How to complete this task: Find the count of lines in the material below that include the word "only". State nothing but that number.

Data shown:
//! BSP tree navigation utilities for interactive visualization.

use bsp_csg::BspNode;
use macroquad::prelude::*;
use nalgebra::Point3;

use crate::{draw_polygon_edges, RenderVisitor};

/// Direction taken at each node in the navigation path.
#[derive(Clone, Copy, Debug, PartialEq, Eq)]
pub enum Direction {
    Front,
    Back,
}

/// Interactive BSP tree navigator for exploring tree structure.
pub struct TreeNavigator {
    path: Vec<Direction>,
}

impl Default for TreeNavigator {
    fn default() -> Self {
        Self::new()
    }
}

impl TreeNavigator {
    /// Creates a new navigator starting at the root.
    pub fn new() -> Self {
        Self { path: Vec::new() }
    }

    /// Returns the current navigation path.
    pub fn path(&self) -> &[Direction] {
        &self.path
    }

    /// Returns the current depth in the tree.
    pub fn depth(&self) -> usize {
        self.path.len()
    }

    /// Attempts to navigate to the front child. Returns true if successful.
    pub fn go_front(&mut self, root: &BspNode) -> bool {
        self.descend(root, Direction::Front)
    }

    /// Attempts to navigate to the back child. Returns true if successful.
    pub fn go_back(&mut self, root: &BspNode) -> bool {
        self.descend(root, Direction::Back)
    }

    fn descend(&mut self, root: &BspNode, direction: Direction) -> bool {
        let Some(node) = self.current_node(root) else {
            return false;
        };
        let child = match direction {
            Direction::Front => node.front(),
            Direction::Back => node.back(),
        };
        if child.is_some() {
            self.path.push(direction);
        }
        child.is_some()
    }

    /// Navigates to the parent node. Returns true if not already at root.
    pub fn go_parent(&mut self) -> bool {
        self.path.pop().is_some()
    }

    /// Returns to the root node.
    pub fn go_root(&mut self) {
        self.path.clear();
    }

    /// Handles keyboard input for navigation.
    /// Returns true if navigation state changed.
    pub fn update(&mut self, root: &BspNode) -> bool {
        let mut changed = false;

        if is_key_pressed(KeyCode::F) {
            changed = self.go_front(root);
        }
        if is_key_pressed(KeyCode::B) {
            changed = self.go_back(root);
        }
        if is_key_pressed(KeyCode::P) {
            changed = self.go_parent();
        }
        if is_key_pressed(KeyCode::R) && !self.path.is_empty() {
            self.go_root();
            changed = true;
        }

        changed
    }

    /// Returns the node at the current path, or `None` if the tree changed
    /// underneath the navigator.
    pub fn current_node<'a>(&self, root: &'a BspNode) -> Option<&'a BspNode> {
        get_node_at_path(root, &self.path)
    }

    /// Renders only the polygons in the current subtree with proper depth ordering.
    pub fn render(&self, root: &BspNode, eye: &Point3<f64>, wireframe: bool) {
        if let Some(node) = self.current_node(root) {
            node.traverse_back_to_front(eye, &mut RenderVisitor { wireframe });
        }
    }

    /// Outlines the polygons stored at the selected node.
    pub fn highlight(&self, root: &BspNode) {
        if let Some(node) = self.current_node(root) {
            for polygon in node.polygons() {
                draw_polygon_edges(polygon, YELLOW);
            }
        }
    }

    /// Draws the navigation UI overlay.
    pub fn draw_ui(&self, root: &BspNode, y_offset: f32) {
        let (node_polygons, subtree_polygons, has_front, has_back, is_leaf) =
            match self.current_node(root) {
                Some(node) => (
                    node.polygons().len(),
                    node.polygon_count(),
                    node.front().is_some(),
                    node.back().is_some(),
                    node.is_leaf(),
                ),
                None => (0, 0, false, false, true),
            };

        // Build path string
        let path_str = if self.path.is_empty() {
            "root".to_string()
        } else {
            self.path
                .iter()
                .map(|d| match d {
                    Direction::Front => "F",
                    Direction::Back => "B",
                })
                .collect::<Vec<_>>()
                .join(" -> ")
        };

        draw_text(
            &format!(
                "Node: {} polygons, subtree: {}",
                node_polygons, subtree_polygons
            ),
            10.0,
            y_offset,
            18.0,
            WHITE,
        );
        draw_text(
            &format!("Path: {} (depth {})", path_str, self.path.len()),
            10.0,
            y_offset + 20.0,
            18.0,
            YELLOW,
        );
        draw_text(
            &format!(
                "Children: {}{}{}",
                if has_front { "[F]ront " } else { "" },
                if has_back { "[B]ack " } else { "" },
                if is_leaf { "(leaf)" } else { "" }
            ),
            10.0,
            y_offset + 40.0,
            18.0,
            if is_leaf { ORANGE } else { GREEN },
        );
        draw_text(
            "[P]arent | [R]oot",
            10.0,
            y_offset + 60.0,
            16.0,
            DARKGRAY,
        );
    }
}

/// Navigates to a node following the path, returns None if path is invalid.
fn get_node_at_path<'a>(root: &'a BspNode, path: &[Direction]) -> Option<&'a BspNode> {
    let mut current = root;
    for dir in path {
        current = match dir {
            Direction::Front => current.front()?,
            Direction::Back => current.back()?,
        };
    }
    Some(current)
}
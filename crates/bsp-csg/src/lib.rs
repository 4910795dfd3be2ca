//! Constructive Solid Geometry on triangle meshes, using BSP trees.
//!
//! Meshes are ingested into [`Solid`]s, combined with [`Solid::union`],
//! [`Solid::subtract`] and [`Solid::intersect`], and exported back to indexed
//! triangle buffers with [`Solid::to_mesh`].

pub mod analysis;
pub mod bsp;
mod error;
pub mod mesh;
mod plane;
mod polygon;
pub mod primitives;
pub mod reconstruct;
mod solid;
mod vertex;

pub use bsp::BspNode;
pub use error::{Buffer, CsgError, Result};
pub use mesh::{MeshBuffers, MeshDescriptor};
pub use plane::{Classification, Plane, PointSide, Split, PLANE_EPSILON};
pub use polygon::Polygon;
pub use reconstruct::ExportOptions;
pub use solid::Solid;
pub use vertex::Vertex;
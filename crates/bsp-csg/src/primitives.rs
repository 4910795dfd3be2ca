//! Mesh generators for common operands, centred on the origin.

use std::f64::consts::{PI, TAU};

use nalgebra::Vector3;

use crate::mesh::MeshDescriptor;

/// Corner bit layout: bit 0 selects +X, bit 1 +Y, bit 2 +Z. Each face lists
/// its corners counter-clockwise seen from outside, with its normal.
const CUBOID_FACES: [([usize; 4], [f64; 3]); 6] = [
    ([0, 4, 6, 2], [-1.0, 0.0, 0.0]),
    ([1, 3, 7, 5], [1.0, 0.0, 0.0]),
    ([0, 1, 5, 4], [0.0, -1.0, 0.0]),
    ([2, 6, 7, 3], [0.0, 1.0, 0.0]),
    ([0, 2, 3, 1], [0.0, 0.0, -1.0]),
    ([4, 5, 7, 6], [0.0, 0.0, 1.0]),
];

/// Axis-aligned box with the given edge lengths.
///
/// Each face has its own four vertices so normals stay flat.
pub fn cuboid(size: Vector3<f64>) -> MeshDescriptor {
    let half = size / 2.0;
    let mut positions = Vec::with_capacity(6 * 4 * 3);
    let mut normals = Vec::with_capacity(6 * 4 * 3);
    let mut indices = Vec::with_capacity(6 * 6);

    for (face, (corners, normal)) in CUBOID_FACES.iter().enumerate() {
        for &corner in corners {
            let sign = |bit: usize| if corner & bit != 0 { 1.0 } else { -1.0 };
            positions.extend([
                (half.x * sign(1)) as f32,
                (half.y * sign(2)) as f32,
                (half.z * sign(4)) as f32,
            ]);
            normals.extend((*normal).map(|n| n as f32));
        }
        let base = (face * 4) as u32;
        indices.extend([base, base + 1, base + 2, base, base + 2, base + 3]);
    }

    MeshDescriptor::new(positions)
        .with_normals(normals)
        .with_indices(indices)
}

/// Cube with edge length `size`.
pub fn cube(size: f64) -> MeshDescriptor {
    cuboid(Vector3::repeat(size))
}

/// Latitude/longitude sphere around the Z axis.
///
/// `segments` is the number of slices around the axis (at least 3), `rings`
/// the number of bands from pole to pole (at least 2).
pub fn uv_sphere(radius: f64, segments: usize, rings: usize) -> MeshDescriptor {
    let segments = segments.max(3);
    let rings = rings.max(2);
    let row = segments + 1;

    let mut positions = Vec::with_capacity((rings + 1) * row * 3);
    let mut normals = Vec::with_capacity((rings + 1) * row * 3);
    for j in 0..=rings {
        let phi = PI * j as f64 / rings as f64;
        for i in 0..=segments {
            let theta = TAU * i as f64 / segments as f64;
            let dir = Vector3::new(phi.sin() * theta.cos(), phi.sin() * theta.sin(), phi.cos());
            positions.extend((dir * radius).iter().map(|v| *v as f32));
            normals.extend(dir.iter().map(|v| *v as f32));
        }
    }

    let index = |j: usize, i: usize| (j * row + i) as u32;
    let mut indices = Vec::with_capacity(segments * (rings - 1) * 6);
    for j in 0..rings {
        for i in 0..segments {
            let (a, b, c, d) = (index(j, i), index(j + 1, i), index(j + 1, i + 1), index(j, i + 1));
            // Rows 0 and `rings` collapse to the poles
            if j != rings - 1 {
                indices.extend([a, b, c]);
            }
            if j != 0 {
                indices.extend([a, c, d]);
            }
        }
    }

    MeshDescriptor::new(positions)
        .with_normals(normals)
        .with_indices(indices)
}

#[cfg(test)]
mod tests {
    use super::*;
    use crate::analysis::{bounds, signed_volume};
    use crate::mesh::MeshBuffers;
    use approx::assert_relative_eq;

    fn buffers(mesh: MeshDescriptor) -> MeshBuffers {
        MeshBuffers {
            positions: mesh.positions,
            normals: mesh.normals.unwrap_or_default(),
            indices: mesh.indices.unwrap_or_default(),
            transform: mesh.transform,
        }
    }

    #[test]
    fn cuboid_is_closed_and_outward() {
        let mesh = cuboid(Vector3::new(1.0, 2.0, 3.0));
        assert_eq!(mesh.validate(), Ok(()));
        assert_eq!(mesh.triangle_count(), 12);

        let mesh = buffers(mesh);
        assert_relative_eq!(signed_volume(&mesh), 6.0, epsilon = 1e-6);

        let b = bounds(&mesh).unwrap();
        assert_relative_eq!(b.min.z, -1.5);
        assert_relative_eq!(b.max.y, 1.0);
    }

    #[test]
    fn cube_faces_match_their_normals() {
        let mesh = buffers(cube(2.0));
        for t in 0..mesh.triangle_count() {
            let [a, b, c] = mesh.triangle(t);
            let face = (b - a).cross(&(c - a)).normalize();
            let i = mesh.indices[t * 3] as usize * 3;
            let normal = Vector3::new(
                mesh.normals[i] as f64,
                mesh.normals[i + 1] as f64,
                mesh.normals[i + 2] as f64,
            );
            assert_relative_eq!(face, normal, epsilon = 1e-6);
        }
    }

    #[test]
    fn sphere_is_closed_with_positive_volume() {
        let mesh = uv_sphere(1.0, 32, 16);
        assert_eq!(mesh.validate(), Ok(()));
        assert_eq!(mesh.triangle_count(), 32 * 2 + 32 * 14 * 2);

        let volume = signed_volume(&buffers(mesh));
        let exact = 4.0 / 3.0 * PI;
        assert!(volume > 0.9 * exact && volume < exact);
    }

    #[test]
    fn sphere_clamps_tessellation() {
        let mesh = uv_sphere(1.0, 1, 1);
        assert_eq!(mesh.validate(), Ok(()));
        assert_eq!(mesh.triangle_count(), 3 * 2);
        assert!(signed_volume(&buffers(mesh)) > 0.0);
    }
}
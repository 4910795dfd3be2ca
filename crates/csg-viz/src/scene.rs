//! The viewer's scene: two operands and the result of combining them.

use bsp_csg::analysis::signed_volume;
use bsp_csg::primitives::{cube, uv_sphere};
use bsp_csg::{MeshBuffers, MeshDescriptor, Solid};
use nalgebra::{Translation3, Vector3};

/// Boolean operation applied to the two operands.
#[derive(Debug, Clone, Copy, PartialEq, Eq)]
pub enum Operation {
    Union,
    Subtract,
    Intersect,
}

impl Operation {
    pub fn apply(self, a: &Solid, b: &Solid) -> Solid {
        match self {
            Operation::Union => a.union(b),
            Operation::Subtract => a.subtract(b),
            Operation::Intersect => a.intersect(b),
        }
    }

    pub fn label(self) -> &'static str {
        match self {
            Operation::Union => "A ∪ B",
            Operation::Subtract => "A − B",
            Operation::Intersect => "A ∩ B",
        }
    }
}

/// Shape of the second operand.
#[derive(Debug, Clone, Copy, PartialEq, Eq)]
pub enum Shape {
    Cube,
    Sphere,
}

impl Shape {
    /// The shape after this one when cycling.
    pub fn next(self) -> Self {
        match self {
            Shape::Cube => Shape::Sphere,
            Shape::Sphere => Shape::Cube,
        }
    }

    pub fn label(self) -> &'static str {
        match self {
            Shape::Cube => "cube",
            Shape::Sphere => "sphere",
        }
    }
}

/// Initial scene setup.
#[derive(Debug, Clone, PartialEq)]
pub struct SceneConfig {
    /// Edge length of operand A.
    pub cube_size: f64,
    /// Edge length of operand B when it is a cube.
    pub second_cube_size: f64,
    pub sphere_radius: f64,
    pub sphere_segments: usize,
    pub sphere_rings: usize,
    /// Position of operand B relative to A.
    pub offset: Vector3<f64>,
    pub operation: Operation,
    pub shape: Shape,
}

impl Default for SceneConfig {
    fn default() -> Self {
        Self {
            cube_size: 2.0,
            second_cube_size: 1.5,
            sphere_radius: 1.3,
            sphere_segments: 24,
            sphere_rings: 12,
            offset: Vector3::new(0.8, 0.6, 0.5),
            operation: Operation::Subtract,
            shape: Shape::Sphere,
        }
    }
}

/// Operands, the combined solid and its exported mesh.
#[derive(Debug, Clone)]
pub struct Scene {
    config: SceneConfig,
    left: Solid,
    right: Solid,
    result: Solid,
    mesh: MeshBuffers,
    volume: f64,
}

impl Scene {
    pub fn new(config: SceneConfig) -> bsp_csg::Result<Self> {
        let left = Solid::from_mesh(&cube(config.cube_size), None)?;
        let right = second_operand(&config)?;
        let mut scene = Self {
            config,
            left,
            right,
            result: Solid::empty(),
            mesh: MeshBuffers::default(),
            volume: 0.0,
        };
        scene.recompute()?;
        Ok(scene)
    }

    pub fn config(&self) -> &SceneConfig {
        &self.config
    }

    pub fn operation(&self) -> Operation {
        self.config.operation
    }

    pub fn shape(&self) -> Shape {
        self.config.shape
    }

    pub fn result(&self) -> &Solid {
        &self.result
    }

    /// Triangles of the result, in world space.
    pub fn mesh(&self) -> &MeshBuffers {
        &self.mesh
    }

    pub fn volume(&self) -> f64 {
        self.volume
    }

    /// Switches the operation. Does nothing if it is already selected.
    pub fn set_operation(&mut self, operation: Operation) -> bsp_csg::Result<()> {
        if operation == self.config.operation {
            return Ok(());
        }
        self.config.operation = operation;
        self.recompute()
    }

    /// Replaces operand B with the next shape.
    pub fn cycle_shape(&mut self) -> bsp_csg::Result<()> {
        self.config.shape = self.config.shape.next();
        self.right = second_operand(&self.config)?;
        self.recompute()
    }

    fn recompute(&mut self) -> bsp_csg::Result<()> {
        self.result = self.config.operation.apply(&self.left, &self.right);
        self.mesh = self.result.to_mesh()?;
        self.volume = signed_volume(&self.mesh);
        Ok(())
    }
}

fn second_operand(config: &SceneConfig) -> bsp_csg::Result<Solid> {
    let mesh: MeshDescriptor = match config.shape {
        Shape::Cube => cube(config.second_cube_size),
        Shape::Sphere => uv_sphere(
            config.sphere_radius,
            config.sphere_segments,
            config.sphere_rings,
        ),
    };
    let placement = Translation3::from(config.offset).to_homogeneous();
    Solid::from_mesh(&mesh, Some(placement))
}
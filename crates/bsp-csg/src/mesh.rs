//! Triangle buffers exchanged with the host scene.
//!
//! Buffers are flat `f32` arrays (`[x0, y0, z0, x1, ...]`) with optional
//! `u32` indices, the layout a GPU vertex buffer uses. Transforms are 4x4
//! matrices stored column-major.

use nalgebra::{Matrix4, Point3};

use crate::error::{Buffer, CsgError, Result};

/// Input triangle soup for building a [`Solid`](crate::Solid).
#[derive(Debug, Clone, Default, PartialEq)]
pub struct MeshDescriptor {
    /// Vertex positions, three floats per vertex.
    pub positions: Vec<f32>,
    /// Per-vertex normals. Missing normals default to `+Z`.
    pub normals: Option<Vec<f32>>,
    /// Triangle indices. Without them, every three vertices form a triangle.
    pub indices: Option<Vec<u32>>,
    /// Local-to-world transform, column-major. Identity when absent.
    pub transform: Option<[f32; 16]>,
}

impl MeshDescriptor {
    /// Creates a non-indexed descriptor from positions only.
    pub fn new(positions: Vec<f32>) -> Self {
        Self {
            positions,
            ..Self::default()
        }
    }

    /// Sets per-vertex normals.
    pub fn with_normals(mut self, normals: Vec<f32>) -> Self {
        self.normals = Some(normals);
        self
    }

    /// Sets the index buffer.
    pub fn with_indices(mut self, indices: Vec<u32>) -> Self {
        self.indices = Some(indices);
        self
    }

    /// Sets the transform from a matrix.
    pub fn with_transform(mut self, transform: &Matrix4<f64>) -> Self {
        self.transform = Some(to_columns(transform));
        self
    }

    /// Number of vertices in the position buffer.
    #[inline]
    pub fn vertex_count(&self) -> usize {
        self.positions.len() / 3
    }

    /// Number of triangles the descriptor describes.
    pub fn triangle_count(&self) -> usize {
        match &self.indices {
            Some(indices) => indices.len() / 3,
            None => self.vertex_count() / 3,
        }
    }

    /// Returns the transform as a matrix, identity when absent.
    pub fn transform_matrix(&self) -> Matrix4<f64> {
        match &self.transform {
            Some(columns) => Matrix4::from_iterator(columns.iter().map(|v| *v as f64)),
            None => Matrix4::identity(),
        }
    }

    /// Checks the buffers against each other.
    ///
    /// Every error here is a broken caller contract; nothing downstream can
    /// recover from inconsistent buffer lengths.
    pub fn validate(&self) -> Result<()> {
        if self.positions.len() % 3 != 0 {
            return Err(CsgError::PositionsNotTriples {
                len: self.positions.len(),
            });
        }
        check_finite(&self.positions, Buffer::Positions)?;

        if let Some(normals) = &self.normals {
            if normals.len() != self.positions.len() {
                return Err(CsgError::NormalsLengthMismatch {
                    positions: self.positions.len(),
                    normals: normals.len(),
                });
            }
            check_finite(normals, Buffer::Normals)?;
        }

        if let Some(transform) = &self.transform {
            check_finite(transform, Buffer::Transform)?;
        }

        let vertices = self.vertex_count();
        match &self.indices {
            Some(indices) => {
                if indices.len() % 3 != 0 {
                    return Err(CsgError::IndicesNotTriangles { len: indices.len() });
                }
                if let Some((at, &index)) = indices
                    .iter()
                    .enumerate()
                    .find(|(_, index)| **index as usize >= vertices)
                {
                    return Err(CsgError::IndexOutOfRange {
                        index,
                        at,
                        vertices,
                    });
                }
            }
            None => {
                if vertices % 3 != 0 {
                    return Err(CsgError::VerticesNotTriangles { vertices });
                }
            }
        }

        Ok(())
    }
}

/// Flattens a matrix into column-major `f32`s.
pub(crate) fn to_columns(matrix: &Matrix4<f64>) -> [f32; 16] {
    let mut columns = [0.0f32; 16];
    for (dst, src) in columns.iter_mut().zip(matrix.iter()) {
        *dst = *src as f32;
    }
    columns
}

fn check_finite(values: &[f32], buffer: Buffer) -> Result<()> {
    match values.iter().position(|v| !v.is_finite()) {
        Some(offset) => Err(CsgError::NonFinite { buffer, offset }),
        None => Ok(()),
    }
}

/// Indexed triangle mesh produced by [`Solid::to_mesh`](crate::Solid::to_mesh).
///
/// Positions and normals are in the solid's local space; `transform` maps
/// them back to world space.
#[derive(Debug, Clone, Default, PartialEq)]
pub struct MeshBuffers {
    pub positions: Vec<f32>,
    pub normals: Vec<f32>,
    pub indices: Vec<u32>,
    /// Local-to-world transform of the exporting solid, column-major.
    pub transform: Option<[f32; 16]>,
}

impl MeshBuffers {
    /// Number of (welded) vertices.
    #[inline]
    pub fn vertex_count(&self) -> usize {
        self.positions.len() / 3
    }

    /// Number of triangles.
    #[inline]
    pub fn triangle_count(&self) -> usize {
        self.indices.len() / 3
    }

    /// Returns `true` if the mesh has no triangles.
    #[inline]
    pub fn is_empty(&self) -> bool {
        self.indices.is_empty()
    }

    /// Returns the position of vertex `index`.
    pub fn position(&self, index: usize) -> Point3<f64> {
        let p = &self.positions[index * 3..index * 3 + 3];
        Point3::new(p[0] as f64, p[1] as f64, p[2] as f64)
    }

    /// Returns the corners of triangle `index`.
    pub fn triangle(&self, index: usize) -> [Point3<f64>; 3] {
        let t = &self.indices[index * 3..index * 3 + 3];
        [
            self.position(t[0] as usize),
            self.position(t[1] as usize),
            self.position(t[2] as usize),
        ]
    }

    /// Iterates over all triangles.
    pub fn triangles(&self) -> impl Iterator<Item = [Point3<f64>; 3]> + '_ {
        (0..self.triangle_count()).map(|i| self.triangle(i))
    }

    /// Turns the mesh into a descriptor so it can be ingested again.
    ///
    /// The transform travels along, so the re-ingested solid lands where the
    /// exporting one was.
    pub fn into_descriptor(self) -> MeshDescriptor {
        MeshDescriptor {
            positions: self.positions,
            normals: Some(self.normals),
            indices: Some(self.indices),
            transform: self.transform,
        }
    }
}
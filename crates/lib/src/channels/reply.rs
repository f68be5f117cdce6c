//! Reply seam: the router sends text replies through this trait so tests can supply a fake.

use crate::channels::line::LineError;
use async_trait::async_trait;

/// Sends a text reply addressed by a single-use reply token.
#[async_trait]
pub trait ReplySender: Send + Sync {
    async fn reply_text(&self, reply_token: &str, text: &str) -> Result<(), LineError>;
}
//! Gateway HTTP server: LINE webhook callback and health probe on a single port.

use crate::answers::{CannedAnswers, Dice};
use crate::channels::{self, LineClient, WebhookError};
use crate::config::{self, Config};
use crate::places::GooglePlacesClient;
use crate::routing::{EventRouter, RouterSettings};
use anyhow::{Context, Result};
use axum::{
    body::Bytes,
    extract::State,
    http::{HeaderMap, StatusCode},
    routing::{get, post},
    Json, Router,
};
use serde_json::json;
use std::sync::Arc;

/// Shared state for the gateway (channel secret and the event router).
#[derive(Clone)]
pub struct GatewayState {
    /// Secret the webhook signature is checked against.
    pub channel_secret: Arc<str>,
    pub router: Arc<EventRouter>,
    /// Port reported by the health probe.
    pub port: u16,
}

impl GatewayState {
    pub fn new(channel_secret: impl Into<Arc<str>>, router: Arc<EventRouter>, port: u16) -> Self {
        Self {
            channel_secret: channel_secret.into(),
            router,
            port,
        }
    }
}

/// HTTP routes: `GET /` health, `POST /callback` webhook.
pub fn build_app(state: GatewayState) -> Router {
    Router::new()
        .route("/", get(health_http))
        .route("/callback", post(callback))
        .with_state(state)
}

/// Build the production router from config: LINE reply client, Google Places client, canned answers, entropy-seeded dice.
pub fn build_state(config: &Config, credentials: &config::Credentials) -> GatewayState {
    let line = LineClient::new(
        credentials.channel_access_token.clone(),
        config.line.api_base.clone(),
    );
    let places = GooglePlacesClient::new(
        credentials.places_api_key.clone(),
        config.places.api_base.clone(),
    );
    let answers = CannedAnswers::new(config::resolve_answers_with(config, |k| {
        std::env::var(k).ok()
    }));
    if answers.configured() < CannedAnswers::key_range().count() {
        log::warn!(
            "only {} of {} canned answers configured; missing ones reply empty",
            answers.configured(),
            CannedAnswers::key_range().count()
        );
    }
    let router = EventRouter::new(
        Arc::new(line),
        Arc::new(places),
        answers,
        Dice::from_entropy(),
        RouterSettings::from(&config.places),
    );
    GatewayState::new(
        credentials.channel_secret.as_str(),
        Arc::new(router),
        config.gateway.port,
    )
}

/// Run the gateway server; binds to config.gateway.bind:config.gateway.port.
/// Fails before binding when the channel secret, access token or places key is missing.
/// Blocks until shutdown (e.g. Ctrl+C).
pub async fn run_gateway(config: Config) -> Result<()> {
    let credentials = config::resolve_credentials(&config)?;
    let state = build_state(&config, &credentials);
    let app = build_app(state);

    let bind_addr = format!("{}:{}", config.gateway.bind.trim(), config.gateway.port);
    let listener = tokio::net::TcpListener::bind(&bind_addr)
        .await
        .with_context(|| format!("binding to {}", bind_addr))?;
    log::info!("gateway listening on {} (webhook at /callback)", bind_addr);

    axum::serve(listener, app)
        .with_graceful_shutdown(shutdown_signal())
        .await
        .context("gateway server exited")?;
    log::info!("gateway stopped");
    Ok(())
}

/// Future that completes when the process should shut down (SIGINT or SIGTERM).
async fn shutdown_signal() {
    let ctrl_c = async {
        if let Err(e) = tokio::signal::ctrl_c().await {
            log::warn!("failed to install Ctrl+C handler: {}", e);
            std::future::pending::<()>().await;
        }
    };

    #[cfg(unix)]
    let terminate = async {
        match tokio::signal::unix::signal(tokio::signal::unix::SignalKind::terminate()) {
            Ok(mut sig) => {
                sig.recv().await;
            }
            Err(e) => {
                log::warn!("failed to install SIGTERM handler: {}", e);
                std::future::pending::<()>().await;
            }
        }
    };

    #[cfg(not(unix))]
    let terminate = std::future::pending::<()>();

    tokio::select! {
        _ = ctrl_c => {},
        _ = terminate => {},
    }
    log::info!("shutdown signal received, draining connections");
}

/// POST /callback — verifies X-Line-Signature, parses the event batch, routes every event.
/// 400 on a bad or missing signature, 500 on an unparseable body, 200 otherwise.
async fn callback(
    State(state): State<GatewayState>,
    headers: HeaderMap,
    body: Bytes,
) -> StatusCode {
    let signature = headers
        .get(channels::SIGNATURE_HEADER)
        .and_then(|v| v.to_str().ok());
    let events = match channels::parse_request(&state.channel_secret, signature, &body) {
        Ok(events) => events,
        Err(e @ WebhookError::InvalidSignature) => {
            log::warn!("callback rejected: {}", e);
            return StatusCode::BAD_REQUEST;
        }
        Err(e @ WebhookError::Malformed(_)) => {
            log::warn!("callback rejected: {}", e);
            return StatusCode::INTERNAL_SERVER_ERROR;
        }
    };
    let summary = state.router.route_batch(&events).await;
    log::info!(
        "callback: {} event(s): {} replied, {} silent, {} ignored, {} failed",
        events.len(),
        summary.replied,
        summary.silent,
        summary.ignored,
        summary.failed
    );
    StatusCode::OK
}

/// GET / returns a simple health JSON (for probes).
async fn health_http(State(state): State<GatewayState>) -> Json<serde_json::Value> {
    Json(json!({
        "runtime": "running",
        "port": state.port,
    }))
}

Answer to this task: 3